To some extent, there are two possible answers to that question. There's a mostly technical question of why the project took so long, and I could write a great many all-but-incomprehensible pages on that subject...but I won't. Instead, I'll try to focus on a less technical project-management question of why nobody realized it would take so long. My point is not that it could have been done more quickly, but that we (collectively) should have known it would not. The observable facts never supported the more optimistic time estimates. In the next two sections I'll talk a little about some of the reasons for this, and I'll wind up with a few suggestions about how to do better next time.
The first thing to realize is that the people working on, or, more precisely, in Linux are mostly not doing so on a full-time paid basis. Yes, there is a growing cadre of professional Linux hackers, but they're still greatly outnumbered by the people hacking Linux in their free time, and this has important project-management implications.
For one thing, free time is generally part time. Free time is also unpredictable. It tends to come and go because of day-job or family commitments, other hobbies, other projects, energy levels, and so on.

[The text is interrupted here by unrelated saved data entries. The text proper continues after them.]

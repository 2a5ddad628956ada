//! Order book snapshots for market data.

use crate::orderbook::book::OrderBook;
use crate::orderbook::error::OrderBookError;
use crate::utils::current_time_millis;
use serde::{Deserialize, Serialize};
use sha2::{Digest, Sha256};

/// One aggregated price level in a snapshot.
#[derive(Debug, Clone, Copy, PartialEq, Eq, Serialize, Deserialize)]
pub struct LevelSnapshot {
    /// The level's price.
    pub price: u128,
    /// Aggregate open quantity at this price.
    pub quantity: u64,
    /// Number of resting orders at this price.
    pub order_count: u64,
}

/// A depth-limited view of the book at a point in time.
///
/// Bids are ordered best (highest) first, asks best (lowest) first.
#[derive(Debug, Clone, PartialEq, Serialize, Deserialize)]
pub struct OrderBookSnapshot {
    /// The symbol this snapshot describes.
    pub symbol: String,
    /// Book mutation sequence at capture time.
    pub sequence: u64,
    /// Capture timestamp, milliseconds since the epoch.
    pub timestamp: u64,
    /// Aggregated bid levels, best first.
    pub bids: Vec<LevelSnapshot>,
    /// Aggregated ask levels, best first.
    pub asks: Vec<LevelSnapshot>,
}

impl OrderBookSnapshot {
    /// Best bid as (price, quantity).
    pub fn best_bid(&self) -> Option<(u128, u64)> {
        self.bids.first().map(|level| (level.price, level.quantity))
    }

    /// Best ask as (price, quantity).
    pub fn best_ask(&self) -> Option<(u128, u64)> {
        self.asks.first().map(|level| (level.price, level.quantity))
    }

    /// Mid price between best bid and best ask.
    pub fn mid_price(&self) -> Option<f64> {
        match (self.best_bid(), self.best_ask()) {
            (Some((bid, _)), Some((ask, _))) => Some((bid as f64 + ask as f64) / 2.0),
            _ => None,
        }
    }

    /// Spread between best ask and best bid.
    pub fn spread(&self) -> Option<u128> {
        match (self.best_bid(), self.best_ask()) {
            (Some((bid, _)), Some((ask, _))) => Some(ask.saturating_sub(bid)),
            _ => None,
        }
    }

    /// Total visible quantity on the bid side.
    pub fn total_bid_volume(&self) -> u64 {
        self.bids.iter().map(|level| level.quantity).sum()
    }

    /// Total visible quantity on the ask side.
    pub fn total_ask_volume(&self) -> u64 {
        self.asks.iter().map(|level| level.quantity).sum()
    }

    /// Equality ignoring the capture timestamp.
    ///
    /// Two snapshots of an unmutated book are equal by this measure even
    /// though their timestamps differ.
    pub fn same_depth(&self, other: &OrderBookSnapshot) -> bool {
        self.symbol == other.symbol
            && self.sequence == other.sequence
            && self.bids == other.bids
            && self.asks == other.asks
    }
}

/// Format version for checksum-protected snapshot packages.
pub const ORDERBOOK_SNAPSHOT_FORMAT_VERSION: u32 = 1;

/// Wrapper that adds integrity validation to an [`OrderBookSnapshot`].
#[derive(Debug, Clone, Serialize, Deserialize)]
pub struct OrderBookSnapshotPackage {
    /// Version of the snapshot schema for forward compatibility.
    pub version: u32,
    /// Snapshot payload.
    pub snapshot: OrderBookSnapshot,
    /// Hex-encoded SHA-256 of the serialized snapshot.
    pub checksum: String,
}

impl OrderBookSnapshotPackage {
    /// Creates a package, computing the checksum of the snapshot contents.
    pub fn new(snapshot: OrderBookSnapshot) -> Result<Self, OrderBookError> {
        let checksum = Self::compute_checksum(&snapshot)?;
        Ok(Self {
            version: ORDERBOOK_SNAPSHOT_FORMAT_VERSION,
            snapshot,
            checksum,
        })
    }

    /// Serializes the package to JSON.
    pub fn to_json(&self) -> Result<String, OrderBookError> {
        serde_json::to_string(self).map_err(|error| OrderBookError::InvalidOrder {
            message: format!("snapshot serialization failed: {error}"),
        })
    }

    /// Deserializes a package from JSON.
    pub fn from_json(data: &str) -> Result<Self, OrderBookError> {
        serde_json::from_str(data).map_err(|error| OrderBookError::InvalidOrder {
            message: format!("snapshot deserialization failed: {error}"),
        })
    }

    /// Validates the format version and checksum.
    pub fn validate(&self) -> Result<(), OrderBookError> {
        if self.version != ORDERBOOK_SNAPSHOT_FORMAT_VERSION {
            return Err(OrderBookError::InvalidOrder {
                message: format!(
                    "unsupported snapshot version: {} (expected {})",
                    self.version, ORDERBOOK_SNAPSHOT_FORMAT_VERSION
                ),
            });
        }
        let computed = Self::compute_checksum(&self.snapshot)?;
        if computed != self.checksum {
            return Err(OrderBookError::InvalidOrder {
                message: format!(
                    "snapshot checksum mismatch: expected {}, computed {computed}",
                    self.checksum
                ),
            });
        }
        Ok(())
    }

    fn compute_checksum(snapshot: &OrderBookSnapshot) -> Result<String, OrderBookError> {
        let payload =
            serde_json::to_vec(snapshot).map_err(|error| OrderBookError::InvalidOrder {
                message: format!("snapshot serialization failed: {error}"),
            })?;
        let digest = Sha256::digest(&payload);
        Ok(digest.iter().map(|byte| format!("{byte:02x}")).collect())
    }
}

impl OrderBook {
    /// Captures up to `depth` aggregated levels per side.
    ///
    /// Taken under the book gate so the two sides are mutually consistent;
    /// the result is a deep copy sharing no state with the live book.
    pub fn snapshot(&self, depth: usize) -> OrderBookSnapshot {
        let _guard = self.lock_gate();
        let bids = self
            .bids
            .iter()
            .rev()
            .take(depth)
            .map(|entry| LevelSnapshot {
                price: *entry.key(),
                quantity: entry.value().total_quantity(),
                order_count: entry.value().order_count(),
            })
            .collect();
        let asks = self
            .asks
            .iter()
            .take(depth)
            .map(|entry| LevelSnapshot {
                price: *entry.key(),
                quantity: entry.value().total_quantity(),
                order_count: entry.value().order_count(),
            })
            .collect();
        OrderBookSnapshot {
            symbol: self.symbol.clone(),
            sequence: self.sequence(),
            timestamp: current_time_millis(),
            bids,
            asks,
        }
    }
}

Free-timers don't usually have a lot of equipment, what they have they must maintain themselves, and in general they lack the sort of "infrastructure" that exists within a company. All of these further diminish the amount of time they can spend working full-speed on a project.
In addition to the productivity issues affecting free-timers, there's a turnover issue. People who are doing something on their free time tend to just disappear sometimes, because another project caught their interest or because of personality conflicts or because they're just tired or disinterested. Certainly these things happen in the commercial world, too, but even the most battle-scarred dot-com HR director would find defection rates in open source alarming. In the open source world, you can't talk to someone's boss to prevent a transfer, you can't offer someone more salary or stock options, you can't do anything. The person leaving doesn't have to go through a lengthy interview process before they give notice; in fact, no notice at all is the norm. As soon as someone wants to leave, or as soon as they no longer actively want to stay, they're just gone.

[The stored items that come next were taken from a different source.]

//! Pre-trade risk: positions, limits, circuit breakers, the batching
//! coordinator, and the service facade tying them together.

mod circuit_breaker;
mod coordinator;
mod error;
mod limits;
mod observer;
mod position;
mod service;

pub use circuit_breaker::{
    BreakerState, BreakerStatus, CircuitBreakerConfig, CircuitBreakerSystem, HaltReason,
    PricePoint,
};
pub use coordinator::{RiskCoordinator, RiskOp, RiskOutcome};
pub use error::RiskError;
pub use limits::{LimitKind, LimitRegistry, RiskCheckContext, RiskCheckResult, RiskLimit};
pub use observer::TradeObserver;
pub use position::{Position, PositionBook};
pub use service::{RiskService, RiskServiceBuilder};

It might seem that on a large project one could just assume lower per-day productivity and higher turnover rates, and let statistical probabilities take care of the rest. Unfortunately, big projects like an operating system kernel are full of dependencies, so the uncertainty introduced by the factors mentioned above has a more than linear effect on the project as a whole. Sooner or later the person who leaves in a huff or falls into a slump will be the one who's on the critical path and your whole optimistic schedule will be at risk. On a project of this size, with this number of participants, with these levels of variability and uncertainty, you have to assume that you'll suffer at least a few such setbacks, and include that in your schedule estimates.
To start with, the people working on 2.4 didn't know what 2.4 would be. There were some feature lists and such passed around, but nothing like the sort of detailed requirements specification that would be expected in a commercial environment. Even today the 2.4 feature set is undecided. Not long ago Linus was threatening to leave out substantial virtual-memory enhancements, and yet new features in other areas are still being actively considered for inclusion.

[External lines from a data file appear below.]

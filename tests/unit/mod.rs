//! Integration test aggregator.

mod circuit_breaker_tests;
mod engine_tests;
mod matching_tests;
mod position_tests;
mod risk_service_tests;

The next problem was in the design phase. There wasn't one, at least not anything that would be taken seriously in the commercial sector. Without a rigorous design phase the people working on critical 2.4 subprojects literally didn't know what they were getting into, so how could they possibly have predicted how long it would take?
In the active-development phase, the near-total lack of basic programmer discipline made it even harder to guess how far from completion things were. The number of bugs found in unit tests is probably the best predictor of how many bugs will be found in later stages, but few if any of the 2.4 developers seem to believe in performing unit tests, or regression tests for that matter, and bug tracking in Linux can most charitably be described as informal. Data-corruption bugs that should probably have been nailed in unit test continue to be found. In one case, a single data-corruption bug was reported to be fixed about a half-dozen times before it really was fixed...or was it? Without regression tests, who knows?
Here are some things I think can be done to ensure that Linux doesn't earn another "Vaporware of the Year" award. It's not entirely coincidence that, in addition to improving the accuracy of schedule predictions, many of these things will also help improve the speed and quality of Linux kernel development.
It's inevitable that any attempt to add rigor to the Linux development process will cause some people to leave. I don't think that's a bad thing, and I don't mean that in a callous flippant "good riddance" kind of way. Those people will be missed, but maybe they'll go on to do great things in their own sandboxes. Just as Linux is already displacing older operating systems, Linux itself will be displaced as well some day, and whatever comes next will be replaced too. Linux is not a green little shoot any more, it's a mature tree that requires a different kind of care. It's time to move it out of the nursery.